# First Grow Unknown Strain.



## BeachWeed420 (Feb 27, 2008)

*Started my grow a couple of days ago. Only growing 3 plants this time around. I got the seeds from a good friend of mine. Hoping its a good strain with lots of Tricrome covered buds. Started under CFL's but putting under the New T5 tonight !!! Im comtiplating on putting them outside once I find out the sex but still unsure. Depends on how big they get. Just waterd em a little bit ago and took a few pictures.  Once I get going im sure ill need  lots of help so thx in advance everyone.*


----------



## jjsunderground (Feb 27, 2008)

hells yeah man, three is great. hope you get couple girls. 

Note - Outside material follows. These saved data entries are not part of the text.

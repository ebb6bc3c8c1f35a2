//! Configuration storage abstraction.
//!
//! Persistent settings live behind [`ConfigStorage`], implemented per
//! platform:
//! - Linux: JSON file storage
//! - Embedded targets: flash key-value storage
//! - Tests: [`MemoryConfigStorage`]
//!
//! Keys are namespaced (`display:1`, `network`, `bridge:staleAfterMs`).
//! Values are JSON so every backend shares the same serde representation.

use std::collections::HashMap;
use std::fmt;
use std::sync::{PoisonError, RwLock};

use serde::{de::DeserializeOwned, Deserialize, Serialize};
use thiserror::Error;

use crate::display::{DisplayConfig, DISPLAY_COUNT};
use crate::model::DataType;
use crate::wind::DEFAULT_STALE_AFTER_MS;

/// Capacity of a profile name.
pub const NAME_CAPACITY: usize = 32;
/// Capacity of a host name.
pub const HOST_CAPACITY: usize = 64;
/// Capacity of a poll URL.
pub const URL_CAPACITY: usize = 128;
/// Number of persisted connection profiles.
pub const PROFILE_COUNT: usize = 2;
/// Number of remembered endpoints.
pub const HISTORY_LEN: usize = 5;

pub type NameString = heapless::String<NAME_CAPACITY>;
pub type HostString = heapless::String<HOST_CAPACITY>;
pub type UrlString = heapless::String<URL_CAPACITY>;

const NETWORK_KEY: &str = "network";
const STALE_AFTER_KEY: &str = "bridge:staleAfterMs";

/// Storage key of the display at `index` (0-based).
pub fn display_key(index: usize) -> String {
    format!("display:{}", index + 1)
}

/// Errors that can occur during configuration operations.
#[derive(Debug, Error, Clone, PartialEq, Eq)]
pub enum ConfigError {
    #[error("Configuration not found: {0}")]
    NotFound(String),

    #[error("Read error: {0}")]
    ReadError(String),

    #[error("Write error: {0}")]
    WriteError(String),

    #[error("Invalid data: {0}")]
    InvalidData(String),

    #[error("Storage unavailable: {0}")]
    StorageUnavailable(String),
}

/// Copy `value` into a bounded string, rejecting it when it does not fit.
pub fn bounded<const N: usize>(value: &str) -> Result<heapless::String<N>, ConfigError> {
    let mut out = heapless::String::new();
    out.push_str(value).map_err(|_| {
        ConfigError::InvalidData(format!("'{}' exceeds {} bytes", value, N))
    })?;
    Ok(out)
}

/// Abstract configuration storage.
///
/// All methods are synchronous so the same trait serves embedded flash
/// storage.
pub trait ConfigStorage: Send + Sync {
    /// Load a value by key.
    fn load_value<T: DeserializeOwned>(&self, key: &str) -> Result<T, ConfigError>;

    /// Save a value by key.
    fn save_value<T: Serialize>(&self, key: &str, value: &T) -> Result<(), ConfigError>;

    /// Check if a key exists.
    fn has_key(&self, key: &str) -> bool;

    /// Delete a key.
    fn delete_key(&self, key: &str) -> Result<(), ConfigError>;

    /// Load the display at `index`, mapping legacy fields and clamping.
    fn load_display_config(&self, index: usize) -> Result<DisplayConfig, ConfigError> {
        let raw: serde_json::Value = self.load_value(&display_key(index))?;
        display_from_json(index, raw)
    }

    fn save_display_config(&self, index: usize, config: &DisplayConfig) -> Result<(), ConfigError> {
        if index >= DISPLAY_COUNT {
            return Err(ConfigError::InvalidData(format!("display index {}", index)));
        }
        self.save_value(&display_key(index), config)
    }

    fn load_network_config(&self) -> Result<NetworkConfig, ConfigError> {
        let mut network: NetworkConfig = self.load_value(NETWORK_KEY)?;
        network.active = network.active.min(PROFILE_COUNT - 1);
        Ok(network)
    }

    fn save_network_config(&self, network: &NetworkConfig) -> Result<(), ConfigError> {
        self.save_value(NETWORK_KEY, network)
    }
}

/// Decode a stored display, honouring the legacy `sentence` selector.
fn display_from_json(index: usize, raw: serde_json::Value) -> Result<DisplayConfig, ConfigError> {
    let has_data_type = raw.get("dataType").is_some();
    let mut merged = serde_json::to_value(DisplayConfig::for_display(index))
        .map_err(|e| ConfigError::InvalidData(e.to_string()))?;
    if let (Some(target), serde_json::Value::Object(stored)) = (merged.as_object_mut(), raw) {
        target.extend(stored);
    }
    let mut config: DisplayConfig =
        serde_json::from_value(merged).map_err(|e| ConfigError::InvalidData(e.to_string()))?;

    if !has_data_type {
        if let Some(data_type) = config
            .sentence
            .as_deref()
            .and_then(DataType::from_legacy_sentence)
        {
            config.data_type = data_type;
        }
    }
    Ok(config.clamped())
}

/// Network transport selection, one tagged value per profile.
#[derive(Debug, Clone, PartialEq, Eq, Hash, Serialize, Deserialize)]
#[serde(tag = "protocol", rename_all = "camelCase")]
pub enum Endpoint {
    /// Listen for datagrams on `port`.
    Udp { port: u16 },
    /// Keep a client connection to `host:port`.
    Tcp { host: HostString, port: u16 },
    /// Poll `url` with HTTP GET.
    Http { url: UrlString },
}

impl Endpoint {
    pub fn udp(port: u16) -> Self {
        Endpoint::Udp { port }
    }

    pub fn tcp(host: &str, port: u16) -> Result<Self, ConfigError> {
        if host.is_empty() {
            return Err(ConfigError::InvalidData("empty host".into()));
        }
        Ok(Endpoint::Tcp {
            host: bounded(host)?,
            port,
        })
    }

    pub fn http(url: &str) -> Result<Self, ConfigError> {
        if !url.starts_with("http://") {
            return Err(ConfigError::InvalidData(format!("unsupported url '{}'", url)));
        }
        Ok(Endpoint::Http { url: bounded(url)? })
    }

    pub fn protocol(&self) -> Protocol {
        match self {
            Endpoint::Udp { .. } => Protocol::Udp,
            Endpoint::Tcp { .. } => Protocol::Tcp,
            Endpoint::Http { .. } => Protocol::Http,
        }
    }
}

/// Transport protocol of an [`Endpoint`].
#[derive(Debug, Clone, Copy, PartialEq, Eq, Hash, Serialize, Deserialize)]
#[serde(rename_all = "camelCase")]
pub enum Protocol {
    Udp,
    Tcp,
    Http,
}

impl Protocol {
    pub fn as_str(&self) -> &'static str {
        match self {
            Protocol::Udp => "udp",
            Protocol::Tcp => "tcp",
            Protocol::Http => "http",
        }
    }
}

impl fmt::Display for Protocol {
    fn fmt(&self, f: &mut fmt::Formatter<'_>) -> fmt::Result {
        f.write_str(self.as_str())
    }
}

impl fmt::Display for Endpoint {
    fn fmt(&self, f: &mut fmt::Formatter<'_>) -> fmt::Result {
        match self {
            Endpoint::Udp { port } => write!(f, "udp://0.0.0.0:{}", port),
            Endpoint::Tcp { host, port } => write!(f, "tcp://{}:{}", host, port),
            Endpoint::Http { url } => f.write_str(url),
        }
    }
}

/// A named, persisted connection profile.
#[derive(Debug, Clone, PartialEq, Eq, Serialize, Deserialize)]
#[serde(rename_all = "camelCase")]
pub struct ConnectionProfile {
    pub name: NameString,
    pub endpoint: Endpoint,
}

impl ConnectionProfile {
    pub fn new(name: &str, endpoint: Endpoint) -> Result<Self, ConfigError> {
        Ok(Self {
            name: bounded(name)?,
            endpoint,
        })
    }
}

/// Both connection profiles, the active slot and recent endpoints.
#[derive(Debug, Clone, PartialEq, Eq, Serialize, Deserialize)]
#[serde(rename_all = "camelCase", default)]
pub struct NetworkConfig {
    pub profiles: [ConnectionProfile; PROFILE_COUNT],
    /// Index of the active profile.
    pub active: usize,
    /// Recently saved endpoints, most recent first.
    pub history: heapless::Vec<Endpoint, HISTORY_LEN>,
}

impl Default for NetworkConfig {
    fn default() -> Self {
        let yachta = ConnectionProfile {
            name: NameString::try_from("Yachta").unwrap_or_default(),
            endpoint: Endpoint::Tcp {
                host: HostString::try_from("192.168.68.145").unwrap_or_default(),
                port: 6666,
            },
        };
        let openplotter = ConnectionProfile {
            name: NameString::try_from("OpenPlotter").unwrap_or_default(),
            endpoint: Endpoint::Udp { port: 10110 },
        };
        Self {
            profiles: [yachta, openplotter],
            active: 0,
            history: heapless::Vec::new(),
        }
    }
}

impl NetworkConfig {
    pub fn active_profile(&self) -> &ConnectionProfile {
        &self.profiles[self.active.min(PROFILE_COUNT - 1)]
    }

    /// Make `slot` the active profile.
    pub fn set_active(&mut self, slot: usize) -> Result<(), ConfigError> {
        if slot >= PROFILE_COUNT {
            return Err(ConfigError::InvalidData(format!("profile slot {}", slot)));
        }
        self.active = slot;
        Ok(())
    }

    /// Replace the profile in `slot`, remembering its endpoint.
    pub fn set_profile(&mut self, slot: usize, profile: ConnectionProfile) -> Result<(), ConfigError> {
        if slot >= PROFILE_COUNT {
            return Err(ConfigError::InvalidData(format!("profile slot {}", slot)));
        }
        self.record_history(profile.endpoint.clone());
        self.profiles[slot] = profile;
        Ok(())
    }

    /// Push `endpoint` to the front of the history.
    ///
    /// An existing equal entry moves to the front; the oldest entry falls
    /// off when the list is full.
    pub fn record_history(&mut self, endpoint: Endpoint) {
        if self.history.first() == Some(&endpoint) {
            return;
        }
        let mut updated: heapless::Vec<Endpoint, HISTORY_LEN> = heapless::Vec::new();
        let older = self.history.iter().filter(|e| **e != endpoint).cloned();
        for entry in std::iter::once(endpoint.clone()).chain(older) {
            if updated.push(entry).is_err() {
                break;
            }
        }
        self.history = updated;
    }
}

/// Complete persisted configuration.
#[derive(Debug, Clone, PartialEq)]
pub struct BridgeConfig {
    pub displays: [DisplayConfig; DISPLAY_COUNT],
    pub network: NetworkConfig,
    /// Age after which inputs of derived quantities count as stale.
    pub stale_after_ms: u64,
}

impl Default for BridgeConfig {
    fn default() -> Self {
        Self {
            displays: std::array::from_fn(DisplayConfig::for_display),
            network: NetworkConfig::default(),
            stale_after_ms: DEFAULT_STALE_AFTER_MS,
        }
    }
}

/// Map a missing or unreadable value onto its default.
///
/// Storage failures propagate; absent and malformed values do not.
fn or_default<T>(result: Result<T, ConfigError>, default: impl FnOnce() -> T) -> Result<T, ConfigError> {
    match result {
        Ok(value) => Ok(value),
        Err(ConfigError::NotFound(_)) | Err(ConfigError::InvalidData(_)) => Ok(default()),
        Err(e) => Err(e),
    }
}

/// Load the complete configuration, falling back to defaults per key.
pub fn load_config<S: ConfigStorage + ?Sized>(storage: &S) -> Result<BridgeConfig, ConfigError> {
    let defaults = BridgeConfig::default();
    let mut displays = defaults.displays.clone();
    for (index, display) in displays.iter_mut().enumerate() {
        *display = or_default(storage.load_display_config(index), || {
            DisplayConfig::for_display(index)
        })?;
    }
    let network = or_default(storage.load_network_config(), NetworkConfig::default)?;
    let stale_after_ms = or_default(storage.load_value(STALE_AFTER_KEY), || {
        defaults.stale_after_ms
    })?;

    Ok(BridgeConfig {
        displays,
        network,
        stale_after_ms,
    })
}

/// In-memory storage, used by tests and as a volatile fallback.
#[derive(Debug, Default)]
pub struct MemoryConfigStorage {
    data: RwLock<HashMap<String, String>>,
}

impl MemoryConfigStorage {
    pub fn new() -> Self {
        Self::default()
    }

    /// Store raw JSON under `key`.
    pub fn insert_raw(&self, key: &str, json: &str) {
        self.data
            .write()
            .unwrap_or_else(PoisonError::into_inner)
            .insert(key.to_string(), json.to_string());
    }
}

impl ConfigStorage for MemoryConfigStorage {
    fn load_value<T: DeserializeOwned>(&self, key: &str) -> Result<T, ConfigError> {
        let data = self.data.read().unwrap_or_else(PoisonError::into_inner);
        let json = data
            .get(key)
            .ok_or_else(|| ConfigError::NotFound(key.to_string()))?;
        serde_json::from_str(json).map_err(|e| ConfigError::InvalidData(e.to_string()))
    }

    fn save_value<T: Serialize>(&self, key: &str, value: &T) -> Result<(), ConfigError> {
        let json =
            serde_json::to_string(value).map_err(|e| ConfigError::WriteError(e.to_string()))?;
        self.insert_raw(key, &json);
        Ok(())
    }

    fn has_key(&self, key: &str) -> bool {
        self.data
            .read()
            .unwrap_or_else(PoisonError::into_inner)
            .contains_key(key)
    }

    fn delete_key(&self, key: &str) -> Result<(), ConfigError> {
        self.data
            .write()
            .unwrap_or_else(PoisonError::into_inner)
            .remove(key);
        Ok(())
    }
}
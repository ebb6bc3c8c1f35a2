//! # windbridge-server
//!
//! Concurrency core of the wind bridge.
//!
//! Two tokio tasks share one [`SharedState`](windbridge_core::SharedState):
//! - the network task owns the transport and parser
//! - the control task owns the pulse engine, configuration writes and
//!   status queries
//!
//! Reconfiguration of the transport goes through a pause/acknowledge gate.

pub mod bridge;
pub mod clock;
pub mod control;
pub mod network;
pub mod pause;
pub mod status;

pub use bridge::{BridgeHandle, BridgeOptions, WindBridge};
pub use clock::Clock;
pub use control::{BridgeClient, ControlCommand, ControlError, TICK_INTERVAL};
pub use pause::{pause_gate, PauseController, PauseListener, PAUSE_ACK_TIMEOUT};
pub use status::{DisplayStatus, StatusSnapshot};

  they look pretty healthy!


----------



## BeachWeed420 (Feb 27, 2008)

Yup they do look pretty nice. The middle one just has a freaky leaf. I was thinking about toping maby just one of em also if I get 2 fems and 1 male I will pollinate if the bud looks decent. Cant weight till they take off


----------



## BigKushCola (Feb 28, 2008)

Looks good so far. Hope it goes good for ya.


----------



## Ganja_Greg (Feb 28, 2008)

good job all be watchin..


----------



## bigbudsbruddah (Feb 28, 2008)

Looks good so far. I will be watching and remember if you have any questions just ask.


----------



## BeachWeed420 (Mar 2, 2008)

Gave the babies a little drink today and put them under the new T5! They love there new home:hubba:  Heres a few pics of em. I seem to have 1 problem tho, they are about 12 days old and if you look in pic 3 that one just dosent want to grow at all. Its just starting to get its second set of leafs. Is this normal or is there something wrong.  Thanks everyone


----------



## GrandDaddyToke (Mar 2, 2008)

Looks great so far. Keep on doing what you are doing and thoes little plants sure will make you happy at harvest day!!!


----------



## kylet4411 (Mar 2, 2008)

s21thomas said:
			
		

> Looks great so far. Keep on doing what you are doing and thoes little plants sure will make you happy at harvest day!!!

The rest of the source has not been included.